The trend to inform personalized molecular radiotherapy with molecular imaging diagnostics, a concept referred to as theranostics, has transformed the field of nuclear medicine in recent years. The development of theranostic pairs comprising somatostatin receptor (SSTR)-targeting nuclear imaging probes and therapeutic agents for the treatment of patients with neuroendocrine tumors (NETs) has been a driving force behind this development. With the Neuroendocrine Tumor Therapy (NETTER-1) phase 3 trial reporting encouraging results in the treatment of well-differentiated, metastatic midgut NETs, peptide radioligand therapy (RLT) with the (177)Lu-labeled somatostatin analog (SSA) [(177)Lu]Lu-DOTA-TATE is now anticipated to become the standard of care.

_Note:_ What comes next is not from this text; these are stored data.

// On-disk constants of the MiniVSFS format.

pub const BLOCK_SIZE: usize = 4096;
pub const MAGIC: u32 = 0x4D56_5346; // "MVSF"
pub const VERSION: u32 = 1;

pub const SUPERBLOCK_SIZE: usize = 116;
pub const INODE_SIZE: usize = 128;
pub const DIRENT_SIZE: usize = 64;

pub const DIRECT_MAX: usize = 12; // direct block pointers per inode
pub const NAME_MAX: usize = 58; // dirent name field, not NUL-terminated when full

pub const ROOT_INODE: u32 = 1; // inode number of root directory("/")
pub const SUPERBLOCK_BLOCK: u64 = 0;
pub const INODE_BITMAP_START: u64 = 1;
pub const DATA_BITMAP_START: u64 = 2;
pub const INODE_TABLE_START: u64 = 3;

pub const BITS_PER_BITMAP_BLOCK: u64 = (BLOCK_SIZE * 8) as u64;
pub const INODES_PER_BLOCK: usize = BLOCK_SIZE / INODE_SIZE;
pub const DIRENTS_PER_BLOCK: usize = BLOCK_SIZE / DIRENT_SIZE;
pub const MAX_FILE_SIZE: u64 = (DIRECT_MAX * BLOCK_SIZE) as u64;

const _: () = assert!(SUPERBLOCK_SIZE <= BLOCK_SIZE);
const _: () = assert!(BLOCK_SIZE % INODE_SIZE == 0);
const _: () = assert!(BLOCK_SIZE % DIRENT_SIZE == 0);

// inode.mode / dirent.type
#[derive(Debug, Copy, Clone, PartialEq, Eq)]
pub enum InodeType {
    Dir,
    File,
}

impl InodeType {
    pub const fn mode(self) -> u16 {
        match self {
            InodeType::Dir => 0x4000,
            InodeType::File => 0x8000,
        }
    }

    pub const fn dirent_type(self) -> u8 {
        match self {
            InodeType::File => 1,
            InodeType::Dir => 2,
        }
    }

    pub fn from_mode(mode: u16) -> Option<InodeType> {
        match mode {
            0x4000 => Some(InodeType::Dir),
            0x8000 => Some(InodeType::File),
            _ => None,
        }
    }

    pub fn from_dirent_type(t: u8) -> Option<InodeType> {
        match t {
            1 => Some(InodeType::File),
            2 => Some(InodeType::Dir),
            _ => None,
        }
    }
}

impl std::fmt::Display for InodeType {
    fn fmt(&self, f: &mut std::fmt::Formatter<'_>) -> std::fmt::Result {
        use InodeType::*;
        match self {
            Dir => write!(f, "directory"),
            File => write!(f, "file"),
        }
    }
}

On the diagnostics side, the field is currently dominated by (68)Ga-labeled SSAs for the molecular imaging of NETs with positron emission tomography-computed tomography (PET/CT). PET/CT imaging with SSAs such as [(68)Ga]Ga-DOTA-TATE, [(68)Ga]Ga-DOTA-TOC, and [(68)Ga]Ga-DOTA-NOC allows for NET staging with high accuracy and is used to qualify patients for RLT. Driven by the demand for PET/CT imaging of NETs, a commercial kit for the production of [(68)Ga]Ga-DOTA-TATE (NETSPOT) was approved by the U.S. Food and Drug Administration (FDA). The synthesis of (68)Ga-labeled SSAs from a (68)Ge/(68)Ga-generator is straightforward and allows for a decentralized production, but there are economic and logistic difficulties associated with these approaches that warrant the search for a viable, generator-independent alternative. The clinical introduction of an (18)F-labeled SSTR-imaging probe can help mitigate the shortcomings of the generator-based synthesis approach, but despite extensive research efforts, none of the proposed (18)F-labeled SSAs has been translated past prospective first-in-humans studies so far. Here, we review the current state of probe-development from a translational viewpoint and make a case for a clinically viable, (18)F-labeled alternative to the current standard [(68)Ga]Ga-DOTA-TATE.